Podczas niedzielnego wydania "Dzień dobry TVN" Magda Gessler wraz ze swoimi dziećmi - Larą i Tadeuszem promowała swój nowy program, który już niebawem pojawi się na antenie stacji.

Restauratorka była jurorem podczas konkursu na najlepsze pierogi, które lepili prowadzący program.

Reklama

To właśnie wtedy doszło do ostrej wymiany zdań między nią a Filipem Chajzerem. W szranki kulinarne stanęli Małgorzata Ohme, Małgorzata Rozenek-Majdan, Andrzej Sołtysik oraz Filip Chajzer

Z tego można zrobić placek na pizzę. Jemu (pierogowi - red.) absolutnie nie stanęło nadzienie. Jest za płaski- powiedziała, gdy zobaczyła pierogi w wykonaniu Małgorzaty Ohme.
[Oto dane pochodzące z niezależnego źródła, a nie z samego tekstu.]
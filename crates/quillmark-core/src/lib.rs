mod ast;
mod emit;
mod escape;
mod highlight;
mod inline;
mod parser;
mod span;

pub use ast::{Block, BlockKind, CodeBlock, List, ListItem, ListKind};
pub use emit::emit_html;
pub use escape::{escape_attr, escape_html};
pub use highlight::{
    HighlightToken, Highlighted, Language, TokenClass, detect_language, highlight_code, render_tokens,
    tokenize,
};
pub use inline::{format_inline, is_palette_color};
pub use parser::{LineKind, classify, parse};
pub use span::Span;

/// Renders a markdown document to an HTML fragment.
///
/// Never fails: any input produces some output, and all user text is
/// escaped before it reaches the fragment.
pub fn render(markdown: &str) -> String {
    let blocks = parse(markdown);
    tracing::debug!(blocks = blocks.len(), "parsed markdown");
    emit_html(&blocks)
}
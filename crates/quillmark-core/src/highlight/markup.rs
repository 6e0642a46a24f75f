use super::{HighlightToken, Scanner, TokenClass, quoted_end};

pub(crate) fn tokenize(code: &str) -> Vec<HighlightToken> {
    let mut scanner = Scanner::new(code);
    let bytes = scanner.bytes();

    while let Some(byte) = scanner.peek() {
        let pos = scanner.pos();
        if scanner.starts_with("<!--") {
            let end = scanner.end_after(pos + 4, "-->");
            scanner.emit(end, TokenClass::Comment);
            continue;
        }
        if byte != b'<' {
            scanner.skip(1);
            continue;
        }
        match tag_end(bytes, pos) {
            Some(close) => emit_tag(&mut scanner, close),
            None => scanner.skip(1),
        }
    }

    scanner.finish()
}

/// Index of the `>` closing the tag opened at `start`, if the text there
/// looks like a tag at all.
fn tag_end(bytes: &[u8], start: usize) -> Option<usize> {
    let mut name_start = start + 1;
    if matches!(bytes.get(name_start), Some(b'/' | b'!' | b'?')) {
        name_start += 1;
    }
    if !bytes.get(name_start)?.is_ascii_alphabetic() {
        return None;
    }
    let mut idx = name_start;
    while idx < bytes.len() {
        match bytes[idx] {
            b'>' => return Some(idx),
            b'<' => return None,
            b'"' | b'\'' => idx = quoted_end(bytes, idx)?,
            _ => idx += 1,
        }
    }
    None
}

fn emit_tag(scanner: &mut Scanner<'_>, close: usize) {
    let bytes = scanner.bytes();
    let open = scanner.pos();
    let declaration = matches!(bytes.get(open + 1), Some(b'!' | b'?'));

    // `<`, `</`, `<!` and `<?` stay plain; the marker after `<` is part of
    // a declaration's name.
    let name_start = if bytes.get(open + 1) == Some(&b'/') {
        open + 2
    } else {
        open + 1
    };
    scanner.skip(name_start - open);
    let name_end = run_end(bytes, name_start + usize::from(declaration), close, is_name_byte);
    let class = if declaration {
        TokenClass::Keyword
    } else {
        TokenClass::Tag
    };
    scanner.emit(name_end, class);

    while scanner.pos() < close {
        let pos = scanner.pos();
        let byte = bytes[pos];
        if byte == b'"' || byte == b'\'' {
            match quoted_end(bytes, pos) {
                Some(end) if end <= close => scanner.emit(end, TokenClass::String),
                _ => scanner.skip(1),
            }
        } else if is_name_byte(byte) && !declaration {
            let end = run_end(bytes, pos, close, is_name_byte);
            scanner.emit(end, TokenClass::Attr);
            if scanner.peek() == Some(b'=') {
                scanner.skip(1);
                emit_unquoted_value(scanner, close);
            }
        } else {
            scanner.skip(1);
        }
    }
    scanner.skip(1);
}

fn emit_unquoted_value(scanner: &mut Scanner<'_>, close: usize) {
    let bytes = scanner.bytes();
    let pos = scanner.pos();
    match bytes.get(pos) {
        Some(b'"' | b'\'') | None => {}
        Some(&byte) if byte.is_ascii_whitespace() || pos >= close => {}
        Some(_) => {
            let end = run_end(bytes, pos, close, |b| {
                !b.is_ascii_whitespace() && b != b'/' && b != b'"' && b != b'\''
            });
            if end > pos {
                scanner.emit(end, TokenClass::String);
            }
        }
    }
}

fn run_end(bytes: &[u8], start: usize, end: usize, accept: impl Fn(u8) -> bool) -> usize {
    let mut idx = start;
    while idx < end && accept(bytes[idx]) {
        idx += 1;
    }
    idx
}

fn is_name_byte(byte: u8) -> bool {
    byte.is_ascii_alphanumeric() || matches!(byte, b'-' | b'_' | b':' | b'.')
}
Bardzo lubię dotykać ciasta, to jest seksi. Gosia bardzo się stara, jak zawsze ma piątkę z plusem - tak z kolei oceniła pierogi Rozenek-Majdan.
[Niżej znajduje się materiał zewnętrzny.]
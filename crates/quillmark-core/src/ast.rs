use crate::span::Span;

#[derive(Clone, Debug, Eq, PartialEq)]
pub struct Block {
    /// Source lines the block was built from, fences included.
    pub span: Span,
    pub kind: BlockKind,
}

#[derive(Clone, Debug, Eq, PartialEq)]
pub enum BlockKind {
    /// Raw lines; rendered with a line break between each.
    Paragraph {
        lines: Vec<String>,
    },
    Heading {
        level: u8,
        text: String,
    },
    BlockQuote {
        text: String,
    },
    List(List),
    CodeBlock(CodeBlock),
    ThematicBreak,
    Image {
        alt: String,
        url: String,
    },
}

impl BlockKind {
    pub fn name(&self) -> &'static str {
        match self {
            BlockKind::Paragraph { .. } => "paragraph",
            BlockKind::Heading { .. } => "heading",
            BlockKind::BlockQuote { .. } => "blockquote",
            BlockKind::List(list) => match list.kind {
                ListKind::Bullet => "bullet_list",
                ListKind::Ordered => "ordered_list",
                ListKind::Checklist => "checklist",
            },
            BlockKind::CodeBlock(_) => "code_block",
            BlockKind::ThematicBreak => "thematic_break",
            BlockKind::Image { .. } => "image",
        }
    }
}

#[derive(Clone, Copy, Debug, Eq, PartialEq)]
pub enum ListKind {
    Bullet,
    Ordered,
    Checklist,
}

#[derive(Clone, Debug, Eq, PartialEq)]
pub struct List {
    pub kind: ListKind,
    pub items: Vec<ListItem>,
}

#[derive(Clone, Debug, Eq, PartialEq)]
pub struct ListItem {
    pub text: String,
    /// Checkbox state; only set for checklist items.
    pub task: Option<bool>,
}

#[derive(Clone, Debug, Eq, PartialEq)]
pub struct CodeBlock {
    /// First token of the fence info string, as written.
    pub lang: Option<String>,
    pub text: String,
    /// False when input ended before a closing fence.
    pub closed: bool,
}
Nie przypadły jej jednak do gustu te w wykonaniu Chajzera.

Co ty robisz? Jak z maszyny, to się nie liczy - powiedziała.

Magda zazdrości, dlatego tak mówi - stwierdził Chajzer.
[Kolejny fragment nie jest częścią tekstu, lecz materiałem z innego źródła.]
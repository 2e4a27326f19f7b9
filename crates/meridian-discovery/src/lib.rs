//! # Meridian Discovery
//!
//! Route discovery from service-published API documents.
//!
//! # Overview
//!
//! Every backend service publishes an OpenAPI-style description of its
//! operations. This crate turns those descriptions into the gateway's route
//! table:
//! - [`SchemaFetcher`] fetches a service's document with a bounded timeout
//! - [`RouteExtractor`] walks `paths` and produces normalized [`Route`]s,
//!   detecting required `userId` headers and `x-rate-limit` extensions
//! - [`RouteDiscovery`] runs both for each service and saves the routes
//!   through a [`RouteStore`]
//! - [`DiscoveryJob`] repeats discovery over the registry on an interval
//!
//! # Architecture
//!
//! ```text
//!          ┌──────────────────────┐
//!          │   ServiceRegistry    │
//!          └──────────┬───────────┘
//!                     │ HTTP services
//!          ┌──────────▼───────────┐
//!          │   RouteDiscovery     │  one service at a time
//!          └──────────┬───────────┘
//!                     │ GET <scheme>://<host>:<port>/<spec>
//!          ┌──────────▼───────────┐
//!          │   SchemaFetcher      │
//!          └──────────┬───────────┘
//!                     │ ApiDocument
//!          ┌──────────▼───────────┐
//!          │   RouteExtractor     │
//!          └──────────┬───────────┘
//!                     │ Vec<Route>
//!          ┌──────────▼───────────┐
//!          │   RouteStore         │  routes:<METHOD>:<path>
//!          └──────────────────────┘
//! ```
//!
//! # Example
//!
//! ```ignore
//! use std::sync::Arc;
//! use meridian_core::{HttpMethod, HttpServiceMetadata, InMemoryRouteStore, ServiceMetadata};
//! use meridian_discovery::{DiscoveryConfig, RouteDiscovery};
//!
//! let store = Arc::new(InMemoryRouteStore::new());
//! let discovery = RouteDiscovery::new(store, DiscoveryConfig::default())?;
//!
//! let users = HttpServiceMetadata::new(
//!     ServiceMetadata::new("1", "users", "10.0.0.12"),
//!     8080,
//!     "openapi.json",
//! );
//! let report = discovery.discover_and_persist(&[users]).await?;
//!
//! let route = discovery.find_route(HttpMethod::Get, "/users").await?;
//! ```
//!
//! [`Route`]: meridian_core::Route
//! [`RouteStore`]: meridian_core::RouteStore

#![forbid(unsafe_code)]
#![warn(missing_docs)]

pub mod config;
pub mod error;
pub mod extractor;
pub mod fetcher;
pub mod job;
pub mod orchestrator;

pub use config::{
    DiscoveryConfig, FailurePolicy, DEFAULT_DISCOVERY_INTERVAL, DEFAULT_FETCH_TIMEOUT,
};
pub use error::{DiscoveryError, DiscoveryResult, ServiceFailure};
pub use extractor::RouteExtractor;
pub use fetcher::{FetchOptions, SchemaFetcher};
pub use job::{DiscoveryJob, MIN_DISCOVERY_INTERVAL};
pub use orchestrator::{DiscoveryReport, RouteDiscovery, ServiceSummary};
Ja nie zazdroszczę, tylko one nie są seksi. One są jak twoje włosy. Zobacz, ile masz farszu między ciastem. Musisz zrobić jeszcze raz - odpowiedziała Gessler.

Rozwalasz specjalnie, pokazówkę robisz, a jest pięknie - odparł poirytowany Chajzer.

Na ripostę Magdy nie musiał długo czekać.

Nie "robisz pokazówkę", tylko naprawdę jest farsz między ciastem - ucięła.

Dyskusję chciała załagodzić Dorota Wellman i zapytała Magdę, kto w takim razie poradził sobie najlepiej z zadaniem.

Wydaje mi się, że wszyscy bardzo się starają i każdy popełnił jakiś błąd, ale jak zwykle Gosia ma piątkę z plusem - stwierdziła restauratorka.